● **Exercise**:
Beginning at the line containing "repository d24147e1102e6d45" in the material below and ending at the line containing "use num_bigint::BigUint;", return each line exactly and add nothing.

● **Source material**:
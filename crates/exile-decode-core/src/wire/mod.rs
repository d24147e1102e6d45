//! Schemaless protobuf wire-format decoding.
//!
//! poe.ninja serves its ladder search results as protobuf with no published
//! `.proto` file. This module reads such payloads into a generic
//! field-number tree and renders leaf values as text.
//!
//! ## Wire Format Overview
//!
//! Each protobuf field is encoded as:
//! - A varint "tag" containing the field number and wire type
//! - The field data (format depends on wire type)
//!
//! Wire types:
//! - 0: VARINT
//! - 1: I64
//! - 2: LEN (string, bytes, embedded messages)
//! - 3/4: START_GROUP / END_GROUP
//! - 5: I32

mod coerce;
mod message;
mod varint;

pub use coerce::{Coerce, MAX_CODE_POINT};
pub use message::{
    is_nested_message, DecodedMessage, DecoderConfig, FieldNumber, Value, WireDecoder,
    NESTED_FIELD_THRESHOLD,
};
pub use varint::{decode_tag, decode_varint, VarUint, WireType};
#[cfg(test)]
mod tests {
    use super::*;
    use pretty_assertions::assert_eq;
    use crate::wire::Coerce;
    use num_bigint::BigUint;
    use prost::encoding::{encode_key, encode_varint, WireType as PbWireType};

    fn len_field(field: u32, payload: &[u8], out: &mut Vec<u8>) {
        encode_key(field, PbWireType::LengthDelimited, out);
        encode_varint(payload.len() as u64, out);
        out.extend_from_slice(payload);
    }

    fn varint_field(field: u32, value: u64, out: &mut Vec<u8>) {
        encode_key(field, PbWireType::Varint, out);
        encode_varint(value, out);
    }

    #[test]
    fn test_decode_scalars() {
        let mut data = Vec::new();
        varint_field(1, 150, &mut data);
        encode_key(2, PbWireType::SixtyFourBit, &mut data);
        data.extend_from_slice(&0x0102_0304_0506_0708u64.to_le_bytes());
        encode_key(3, PbWireType::ThirtyTwoBit, &mut data);
        data.extend_from_slice(&0xDEAD_BEEFu32.to_le_bytes());

        let message = WireDecoder::new().decode(&data);
        assert_eq!(message.get(1), &[Value::Varint(VarUint::from(150u64))]);
        assert_eq!(message.get(2), &[Value::Fixed64(0x0102_0304_0506_0708)]);
        assert_eq!(message.get(3), &[Value::Fixed32(0xDEAD_BEEF)]);
        assert!(message.get(4).is_empty());
    }

    #[test]
    fn test_repeated_fields_keep_order() {
        let mut data = Vec::new();
        varint_field(7, 1, &mut data);
        varint_field(2, 9, &mut data);
        varint_field(7, 2, &mut data);
        varint_field(7, 3, &mut data);

        let message = WireDecoder::new().decode(&data);
        assert_eq!(
            message.field_numbers().map(|f| f.to_u64()).collect::<Vec<_>>(),
            vec![Some(7), Some(2)]
        );
        let values: Vec<_> = message
            .get(7)
            .iter()
            .map(|v| match v {
                Value::Varint(n) => n.to_u64().unwrap(),
                other => panic!("unexpected {other:?}"),
            })
            .collect();
        assert_eq!(values, vec![1, 2, 3]);
    }

    #[test]
    fn test_nested_message_detected() {
        let mut inner = Vec::new();
        len_field(1, b"abc", &mut inner);
        let mut data = Vec::new();
        len_field(5, &inner, &mut data);

        let message = WireDecoder::new().decode(&data);
        let nested = message.get(5)[0].as_message().expect("nested message");
        assert_eq!(nested.get(1), &[Value::Bytes(b"abc")]);
    }

    #[test]
    fn test_plain_string_stays_bytes() {
        let mut data = Vec::new();
        len_field(1, b"hello world", &mut data);

        let message = WireDecoder::new().decode(&data);
        assert_eq!(message.get(1), &[Value::Bytes(b"hello world")]);
    }

    #[test]
    fn test_high_field_numbers_stay_bytes() {
        // parses cleanly, but only field 9 is present
        let mut inner = Vec::new();
        varint_field(9, 1, &mut inner);
        let mut data = Vec::new();
        len_field(1, &inner, &mut data);

        let message = WireDecoder::new().decode(&data);
        assert_eq!(message.get(1), &[Value::Bytes(&inner[..])]);
    }

    #[test]
    fn test_is_nested_message_predicate() {
        let mut parsed = DecodedMessage::new();
        parsed.push(VarUint::from(3u64), Value::Fixed32(0));
        assert!(is_nested_message(&parsed, 5, 5));
        assert!(!is_nested_message(&parsed, 6, 5));

        let mut high = DecodedMessage::new();
        high.push(VarUint::from(4u64), Value::Fixed32(0));
        assert!(!is_nested_message(&high, 5, 5));
        assert!(!is_nested_message(&DecodedMessage::new(), 0, 0));
    }

    #[test]
    fn test_group_decoding() {
        let mut data = Vec::new();
        encode_key(2, PbWireType::StartGroup, &mut data);
        varint_field(1, 42, &mut data);
        encode_key(2, PbWireType::EndGroup, &mut data);
        varint_field(3, 7, &mut data);

        let message = WireDecoder::new().decode(&data);
        let group = message.get(2)[0].as_message().expect("group");
        assert_eq!(group.get(1), &[Value::Varint(VarUint::from(42u64))]);
        assert_eq!(message.get(3), &[Value::Varint(VarUint::from(7u64))]);
    }

    #[test]
    fn test_group_errors() {
        let decoder = WireDecoder::new();

        let mut mismatched = Vec::new();
        encode_key(2, PbWireType::StartGroup, &mut mismatched);
        encode_key(3, PbWireType::EndGroup, &mut mismatched);
        assert!(matches!(
            decoder.try_decode(&mismatched),
            Err(Error::UnexpectedEndGroup { field, .. }) if field == VarUint::from(3u64)
        ));

        let mut unterminated = Vec::new();
        encode_key(2, PbWireType::StartGroup, &mut unterminated);
        varint_field(1, 1, &mut unterminated);
        assert!(matches!(
            decoder.try_decode(&unterminated),
            Err(Error::UnterminatedGroup { field }) if field == VarUint::from(2u64)
        ));

        let mut stray = Vec::new();
        encode_key(4, PbWireType::EndGroup, &mut stray);
        assert!(matches!(
            decoder.try_decode(&stray),
            Err(Error::UnexpectedEndGroup { field, .. }) if field == VarUint::from(4u64)
        ));
        assert!(decoder.decode(&stray).is_empty());
    }

    #[test]
    fn test_unsupported_wire_type() {
        // field 1, wire type 6
        let data = [0x0E, 0x00];
        assert!(matches!(
            WireDecoder::new().try_decode(&data),
            Err(Error::UnsupportedWireType { wire_type: 6, offset: 0 })
        ));
    }

    #[test]
    fn test_truncated_varint_yields_empty_message() {
        let data = [0x08, 0x80];
        assert!(WireDecoder::new().decode(&data).is_empty());
    }

    #[test]
    fn test_truncated_fixed_field_keeps_partial_value() {
        // field 1, wire type 1, only two bytes follow
        let data = [0x09, 0x01, 0x02];
        let (message, consumed) = WireDecoder::new().try_decode(&data).unwrap();
        assert_eq!(message.get(1), &[Value::Fixed64(0x0201)]);
        assert_eq!(consumed, 9);
    }

    #[test]
    fn test_truncated_chunk_is_not_nested() {
        let mut inner = Vec::new();
        len_field(1, b"abcdef", &mut inner);
        inner.truncate(inner.len() - 2);
        let mut data = Vec::new();
        len_field(2, &inner, &mut data);

        let message = WireDecoder::new().decode(&data);
        assert_eq!(message.get(2), &[Value::Bytes(&inner[..])]);
    }

    #[test]
    fn test_depth_limit_keeps_deep_chunks_opaque() {
        let mut payload = Vec::new();
        len_field(1, b"x", &mut payload);
        for _ in 0..4 {
            let mut wrapped = Vec::new();
            len_field(1, &payload, &mut wrapped);
            payload = wrapped;
        }

        let shallow = WireDecoder::with_config(DecoderConfig::new().max_depth(2));
        let message = shallow.decode(&payload);
        let level1 = message.get(1)[0].as_message().expect("level 1");
        let level2 = level1.get(1)[0].as_message().expect("level 2");
        assert!(level2.get(1)[0].as_bytes().is_some());

        let deep = WireDecoder::new().decode(&payload);
        assert!(deep.get(1)[0].as_message().is_some());
    }

    #[test]
    fn test_depth_limit_rejects_deep_groups() {
        let mut data = Vec::new();
        for _ in 0..3 {
            encode_key(1, PbWireType::StartGroup, &mut data);
        }
        for _ in 0..3 {
            encode_key(1, PbWireType::EndGroup, &mut data);
        }

        let shallow = WireDecoder::with_config(DecoderConfig::new().max_depth(2));
        assert!(matches!(
            shallow.try_decode(&data),
            Err(Error::DepthExceeded { limit: 2 })
        ));
        assert!(WireDecoder::new().try_decode(&data).is_ok());
    }

    #[test]
    fn test_wide_field_key_keeps_chunk_nested() {
        // key 2^64 (field 2^61, varint) = 0x41, then field 1 = 0x42
        let mut inner = vec![0x80; 9];
        inner.extend([0x02, 0x41, 0x08, 0x42]);
        let mut data = Vec::new();
        len_field(1, &inner, &mut data);

        let message = WireDecoder::new().decode(&data);
        let nested = message.get(1)[0].as_message().expect("nested message");
        let wide = VarUint::from(BigUint::from(1u8) << 61u32);

        assert_eq!(
            nested.field_numbers().cloned().collect::<Vec<_>>(),
            vec![wide.clone(), VarUint::from(1u64)]
        );
        assert_eq!(nested.get_field(&wide), &[Value::Varint(VarUint::from(0x41u64))]);
        assert_eq!(nested.get(1), &[Value::Varint(VarUint::from(0x42u64))]);
        assert_eq!(nested.decode_string(), "AB");
    }
}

● **Solution below**:
repository d24147e1102e6d45
//! Schemaless protobuf wire-format decoding.
//!
//! poe.ninja serves its ladder search results as protobuf with no published
//! `.proto` file. This module reads such payloads into a generic
//! field-number tree and renders leaf values as text.
//!
//! ## Wire Format Overview
//!
//! Each protobuf field is encoded as:
//! - A varint "tag" containing the field number and wire type
//! - The field data (format depends on wire type)
//!
//! Wire types:
//! - 0: VARINT
//! - 1: I64
//! - 2: LEN (string, bytes, embedded messages)
//! - 3/4: START_GROUP / END_GROUP
//! - 5: I32

mod coerce;
mod message;
mod varint;

pub use coerce::{Coerce, MAX_CODE_POINT};
pub use message::{
    is_nested_message, DecodedMessage, DecoderConfig, FieldNumber, Value, WireDecoder,
    NESTED_FIELD_THRESHOLD,
};
pub use varint::{decode_tag, decode_varint, VarUint, WireType};
#[cfg(test)]
mod tests {
    use super::*;
    use pretty_assertions::assert_eq;
    use crate::wire::Coerce;
    use num_bigint::BigUint;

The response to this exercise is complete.